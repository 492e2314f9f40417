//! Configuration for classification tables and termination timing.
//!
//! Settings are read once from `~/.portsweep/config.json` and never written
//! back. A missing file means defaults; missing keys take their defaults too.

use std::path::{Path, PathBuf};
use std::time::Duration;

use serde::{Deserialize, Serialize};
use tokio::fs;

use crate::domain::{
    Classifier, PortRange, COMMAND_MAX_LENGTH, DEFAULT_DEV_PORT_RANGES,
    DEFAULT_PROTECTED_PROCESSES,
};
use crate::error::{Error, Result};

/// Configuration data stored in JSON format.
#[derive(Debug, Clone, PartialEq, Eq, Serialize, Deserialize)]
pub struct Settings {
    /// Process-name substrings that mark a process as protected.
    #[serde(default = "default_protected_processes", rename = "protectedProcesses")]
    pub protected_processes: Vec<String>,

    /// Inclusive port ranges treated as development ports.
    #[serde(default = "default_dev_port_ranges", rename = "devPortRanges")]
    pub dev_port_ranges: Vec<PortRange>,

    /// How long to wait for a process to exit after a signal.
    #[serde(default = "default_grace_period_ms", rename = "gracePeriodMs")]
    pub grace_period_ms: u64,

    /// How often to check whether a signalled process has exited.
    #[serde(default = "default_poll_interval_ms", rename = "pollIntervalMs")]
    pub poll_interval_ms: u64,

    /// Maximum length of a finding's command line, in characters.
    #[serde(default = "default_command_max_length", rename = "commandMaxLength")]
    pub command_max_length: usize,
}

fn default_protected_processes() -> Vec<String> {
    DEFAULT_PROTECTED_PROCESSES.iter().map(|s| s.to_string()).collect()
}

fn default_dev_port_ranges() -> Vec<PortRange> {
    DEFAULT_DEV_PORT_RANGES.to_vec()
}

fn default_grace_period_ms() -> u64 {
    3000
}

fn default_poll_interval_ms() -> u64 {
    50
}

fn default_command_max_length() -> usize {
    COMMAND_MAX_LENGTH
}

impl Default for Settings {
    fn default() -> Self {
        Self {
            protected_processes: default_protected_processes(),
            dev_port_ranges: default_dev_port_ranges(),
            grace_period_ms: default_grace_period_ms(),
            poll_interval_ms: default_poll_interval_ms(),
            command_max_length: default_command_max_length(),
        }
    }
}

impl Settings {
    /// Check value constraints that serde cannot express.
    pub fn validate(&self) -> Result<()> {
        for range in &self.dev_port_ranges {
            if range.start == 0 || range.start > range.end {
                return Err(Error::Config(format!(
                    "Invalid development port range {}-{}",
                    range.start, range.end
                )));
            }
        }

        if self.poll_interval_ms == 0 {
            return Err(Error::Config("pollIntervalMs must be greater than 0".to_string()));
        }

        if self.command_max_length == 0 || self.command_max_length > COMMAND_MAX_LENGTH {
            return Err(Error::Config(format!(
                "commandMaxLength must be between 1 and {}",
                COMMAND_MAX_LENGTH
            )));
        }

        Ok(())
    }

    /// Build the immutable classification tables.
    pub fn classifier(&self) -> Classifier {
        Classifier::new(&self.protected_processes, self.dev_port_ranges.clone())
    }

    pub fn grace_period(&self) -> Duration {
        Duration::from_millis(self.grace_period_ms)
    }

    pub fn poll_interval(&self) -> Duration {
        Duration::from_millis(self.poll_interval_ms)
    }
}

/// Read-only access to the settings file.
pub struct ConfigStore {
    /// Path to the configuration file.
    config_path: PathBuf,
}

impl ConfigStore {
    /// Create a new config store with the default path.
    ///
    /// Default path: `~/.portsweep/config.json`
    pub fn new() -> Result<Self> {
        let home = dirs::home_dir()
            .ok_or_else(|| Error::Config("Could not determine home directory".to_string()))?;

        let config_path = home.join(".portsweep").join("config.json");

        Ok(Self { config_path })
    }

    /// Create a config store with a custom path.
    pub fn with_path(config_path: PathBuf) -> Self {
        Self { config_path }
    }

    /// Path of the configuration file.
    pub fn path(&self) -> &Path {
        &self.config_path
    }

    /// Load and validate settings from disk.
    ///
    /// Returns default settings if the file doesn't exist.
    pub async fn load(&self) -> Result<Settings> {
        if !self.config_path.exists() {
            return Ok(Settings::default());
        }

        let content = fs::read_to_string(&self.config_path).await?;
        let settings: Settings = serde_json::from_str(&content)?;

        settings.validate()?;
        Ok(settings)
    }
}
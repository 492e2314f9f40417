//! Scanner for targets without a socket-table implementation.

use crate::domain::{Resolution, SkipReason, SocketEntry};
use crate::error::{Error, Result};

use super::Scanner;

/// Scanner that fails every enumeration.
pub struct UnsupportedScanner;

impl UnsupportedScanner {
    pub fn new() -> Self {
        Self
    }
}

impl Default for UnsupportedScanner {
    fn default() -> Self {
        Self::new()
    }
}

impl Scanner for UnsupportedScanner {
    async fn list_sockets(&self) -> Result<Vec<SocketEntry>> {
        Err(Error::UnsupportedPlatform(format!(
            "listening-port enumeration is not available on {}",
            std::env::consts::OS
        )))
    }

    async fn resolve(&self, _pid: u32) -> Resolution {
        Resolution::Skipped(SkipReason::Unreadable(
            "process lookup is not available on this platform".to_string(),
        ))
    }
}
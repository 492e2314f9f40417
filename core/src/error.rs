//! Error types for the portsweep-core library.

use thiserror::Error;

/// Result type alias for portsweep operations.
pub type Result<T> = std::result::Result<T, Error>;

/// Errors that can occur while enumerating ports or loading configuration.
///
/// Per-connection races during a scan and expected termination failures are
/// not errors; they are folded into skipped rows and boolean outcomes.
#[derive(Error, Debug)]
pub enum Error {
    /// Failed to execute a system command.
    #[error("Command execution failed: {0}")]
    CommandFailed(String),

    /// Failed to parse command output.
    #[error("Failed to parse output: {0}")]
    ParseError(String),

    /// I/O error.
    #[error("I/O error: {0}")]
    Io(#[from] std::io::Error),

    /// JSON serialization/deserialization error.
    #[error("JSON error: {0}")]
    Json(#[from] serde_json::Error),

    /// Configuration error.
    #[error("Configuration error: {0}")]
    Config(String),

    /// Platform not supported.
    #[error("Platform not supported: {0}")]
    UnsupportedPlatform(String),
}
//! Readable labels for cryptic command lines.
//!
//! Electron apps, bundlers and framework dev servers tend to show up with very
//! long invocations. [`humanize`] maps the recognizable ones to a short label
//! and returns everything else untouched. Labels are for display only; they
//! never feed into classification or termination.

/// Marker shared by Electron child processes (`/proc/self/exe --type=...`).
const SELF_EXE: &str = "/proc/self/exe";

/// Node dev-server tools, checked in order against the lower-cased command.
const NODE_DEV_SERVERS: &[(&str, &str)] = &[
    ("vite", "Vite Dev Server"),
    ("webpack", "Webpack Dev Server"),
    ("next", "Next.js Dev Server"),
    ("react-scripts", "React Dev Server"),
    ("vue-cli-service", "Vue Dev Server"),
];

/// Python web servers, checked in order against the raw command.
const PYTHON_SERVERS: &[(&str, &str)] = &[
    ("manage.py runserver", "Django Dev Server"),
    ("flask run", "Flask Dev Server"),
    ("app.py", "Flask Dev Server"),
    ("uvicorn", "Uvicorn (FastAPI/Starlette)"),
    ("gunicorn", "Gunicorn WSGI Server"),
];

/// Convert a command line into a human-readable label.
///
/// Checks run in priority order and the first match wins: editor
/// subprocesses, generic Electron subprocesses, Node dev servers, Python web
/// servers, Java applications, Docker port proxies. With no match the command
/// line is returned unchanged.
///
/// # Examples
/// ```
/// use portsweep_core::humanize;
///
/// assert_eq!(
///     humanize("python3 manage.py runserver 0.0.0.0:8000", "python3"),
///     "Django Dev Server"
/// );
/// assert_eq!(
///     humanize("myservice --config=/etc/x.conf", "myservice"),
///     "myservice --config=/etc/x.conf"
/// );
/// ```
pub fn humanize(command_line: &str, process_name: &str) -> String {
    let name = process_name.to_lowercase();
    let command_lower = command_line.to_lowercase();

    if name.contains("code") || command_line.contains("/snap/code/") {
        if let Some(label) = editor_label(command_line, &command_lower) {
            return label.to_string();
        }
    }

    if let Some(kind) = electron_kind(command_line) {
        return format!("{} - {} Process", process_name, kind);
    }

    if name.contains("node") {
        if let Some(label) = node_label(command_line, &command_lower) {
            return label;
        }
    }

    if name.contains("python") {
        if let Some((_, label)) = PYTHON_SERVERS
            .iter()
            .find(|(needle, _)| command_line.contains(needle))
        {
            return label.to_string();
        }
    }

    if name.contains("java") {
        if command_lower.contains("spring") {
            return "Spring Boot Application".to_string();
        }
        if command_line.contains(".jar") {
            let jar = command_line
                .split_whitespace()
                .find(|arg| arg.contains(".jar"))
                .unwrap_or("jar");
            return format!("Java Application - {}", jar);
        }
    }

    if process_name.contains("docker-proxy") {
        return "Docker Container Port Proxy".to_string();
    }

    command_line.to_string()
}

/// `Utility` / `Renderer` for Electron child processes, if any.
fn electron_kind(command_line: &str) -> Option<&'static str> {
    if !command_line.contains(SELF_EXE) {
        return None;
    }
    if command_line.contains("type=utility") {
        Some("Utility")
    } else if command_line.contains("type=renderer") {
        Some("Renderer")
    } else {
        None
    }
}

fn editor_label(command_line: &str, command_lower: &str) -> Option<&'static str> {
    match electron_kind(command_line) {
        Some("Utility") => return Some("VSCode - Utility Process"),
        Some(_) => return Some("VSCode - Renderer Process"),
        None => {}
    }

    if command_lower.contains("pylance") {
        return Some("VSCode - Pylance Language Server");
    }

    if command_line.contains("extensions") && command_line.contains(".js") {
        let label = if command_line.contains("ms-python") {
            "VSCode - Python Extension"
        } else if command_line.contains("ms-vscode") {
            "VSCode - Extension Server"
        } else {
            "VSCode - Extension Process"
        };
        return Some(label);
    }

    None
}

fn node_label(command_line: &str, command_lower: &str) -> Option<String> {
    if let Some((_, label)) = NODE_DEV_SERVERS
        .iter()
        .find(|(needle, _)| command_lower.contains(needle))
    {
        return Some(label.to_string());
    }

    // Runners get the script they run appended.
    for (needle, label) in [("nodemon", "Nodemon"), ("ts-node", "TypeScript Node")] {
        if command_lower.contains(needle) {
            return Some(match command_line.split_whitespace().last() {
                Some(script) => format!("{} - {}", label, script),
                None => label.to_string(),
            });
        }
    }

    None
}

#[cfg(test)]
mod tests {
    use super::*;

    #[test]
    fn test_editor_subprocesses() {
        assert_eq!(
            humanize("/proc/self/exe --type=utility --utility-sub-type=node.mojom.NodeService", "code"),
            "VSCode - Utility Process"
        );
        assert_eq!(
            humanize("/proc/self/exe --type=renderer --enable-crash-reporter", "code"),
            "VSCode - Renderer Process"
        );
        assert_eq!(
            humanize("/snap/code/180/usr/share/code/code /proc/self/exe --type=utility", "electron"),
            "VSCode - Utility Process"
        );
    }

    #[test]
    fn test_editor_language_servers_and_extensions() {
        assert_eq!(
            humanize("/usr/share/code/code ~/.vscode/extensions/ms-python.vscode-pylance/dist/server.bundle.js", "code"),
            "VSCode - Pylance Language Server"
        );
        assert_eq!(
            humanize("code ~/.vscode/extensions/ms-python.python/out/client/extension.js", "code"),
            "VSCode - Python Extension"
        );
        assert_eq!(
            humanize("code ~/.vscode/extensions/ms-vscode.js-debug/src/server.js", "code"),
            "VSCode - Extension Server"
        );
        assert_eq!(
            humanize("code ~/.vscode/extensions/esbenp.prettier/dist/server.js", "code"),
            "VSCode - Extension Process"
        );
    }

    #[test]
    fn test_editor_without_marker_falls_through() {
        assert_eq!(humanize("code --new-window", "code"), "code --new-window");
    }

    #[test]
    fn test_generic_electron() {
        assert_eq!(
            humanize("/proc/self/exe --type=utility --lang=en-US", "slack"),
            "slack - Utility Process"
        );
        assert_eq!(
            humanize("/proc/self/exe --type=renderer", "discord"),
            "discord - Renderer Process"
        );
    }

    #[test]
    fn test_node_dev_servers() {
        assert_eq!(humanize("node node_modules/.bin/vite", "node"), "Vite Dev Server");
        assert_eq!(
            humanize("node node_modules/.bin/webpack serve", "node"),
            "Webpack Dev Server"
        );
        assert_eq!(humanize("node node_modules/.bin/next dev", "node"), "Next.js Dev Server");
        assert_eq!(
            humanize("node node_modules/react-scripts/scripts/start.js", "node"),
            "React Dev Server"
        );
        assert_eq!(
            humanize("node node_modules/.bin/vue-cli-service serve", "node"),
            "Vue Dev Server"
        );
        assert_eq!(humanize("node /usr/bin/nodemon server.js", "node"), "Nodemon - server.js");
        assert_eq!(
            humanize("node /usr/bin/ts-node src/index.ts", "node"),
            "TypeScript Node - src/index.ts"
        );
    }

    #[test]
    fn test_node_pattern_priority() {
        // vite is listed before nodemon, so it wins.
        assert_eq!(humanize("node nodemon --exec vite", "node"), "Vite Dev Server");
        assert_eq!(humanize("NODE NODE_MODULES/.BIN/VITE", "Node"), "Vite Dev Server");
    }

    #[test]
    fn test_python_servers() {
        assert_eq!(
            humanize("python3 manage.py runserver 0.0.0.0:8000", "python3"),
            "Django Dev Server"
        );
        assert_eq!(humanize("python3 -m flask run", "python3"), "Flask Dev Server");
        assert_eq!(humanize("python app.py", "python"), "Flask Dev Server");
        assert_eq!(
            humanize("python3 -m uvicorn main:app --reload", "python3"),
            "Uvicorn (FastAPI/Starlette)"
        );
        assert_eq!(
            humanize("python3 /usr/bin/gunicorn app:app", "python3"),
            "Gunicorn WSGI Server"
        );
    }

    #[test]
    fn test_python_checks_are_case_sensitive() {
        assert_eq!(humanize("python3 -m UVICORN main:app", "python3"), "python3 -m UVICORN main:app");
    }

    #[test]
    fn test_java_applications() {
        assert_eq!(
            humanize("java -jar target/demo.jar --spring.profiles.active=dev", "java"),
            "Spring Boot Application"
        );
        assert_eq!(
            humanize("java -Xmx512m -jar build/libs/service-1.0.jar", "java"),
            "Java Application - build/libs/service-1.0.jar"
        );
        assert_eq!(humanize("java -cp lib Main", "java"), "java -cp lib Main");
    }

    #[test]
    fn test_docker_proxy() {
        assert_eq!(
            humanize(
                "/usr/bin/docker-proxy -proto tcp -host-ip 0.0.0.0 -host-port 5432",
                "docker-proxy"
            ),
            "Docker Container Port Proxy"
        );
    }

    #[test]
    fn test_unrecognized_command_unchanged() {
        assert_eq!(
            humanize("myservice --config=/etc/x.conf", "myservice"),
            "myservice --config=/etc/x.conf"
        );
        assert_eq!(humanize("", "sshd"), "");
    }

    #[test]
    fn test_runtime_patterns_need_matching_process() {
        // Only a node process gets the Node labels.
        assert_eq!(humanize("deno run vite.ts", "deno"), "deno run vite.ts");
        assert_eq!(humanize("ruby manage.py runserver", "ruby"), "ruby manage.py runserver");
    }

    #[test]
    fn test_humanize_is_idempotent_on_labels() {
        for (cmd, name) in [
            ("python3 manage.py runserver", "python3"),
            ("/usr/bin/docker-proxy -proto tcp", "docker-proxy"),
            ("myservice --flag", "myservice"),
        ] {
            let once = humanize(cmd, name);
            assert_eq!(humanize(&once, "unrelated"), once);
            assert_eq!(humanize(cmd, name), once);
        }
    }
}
§ §
* DIRECTIONS
Check the records above and copy each line that has the string "Container".

* EXPECTED ANSWER
        return "Docker Container Port Proxy".to_string();
            "Docker Container Port Proxy"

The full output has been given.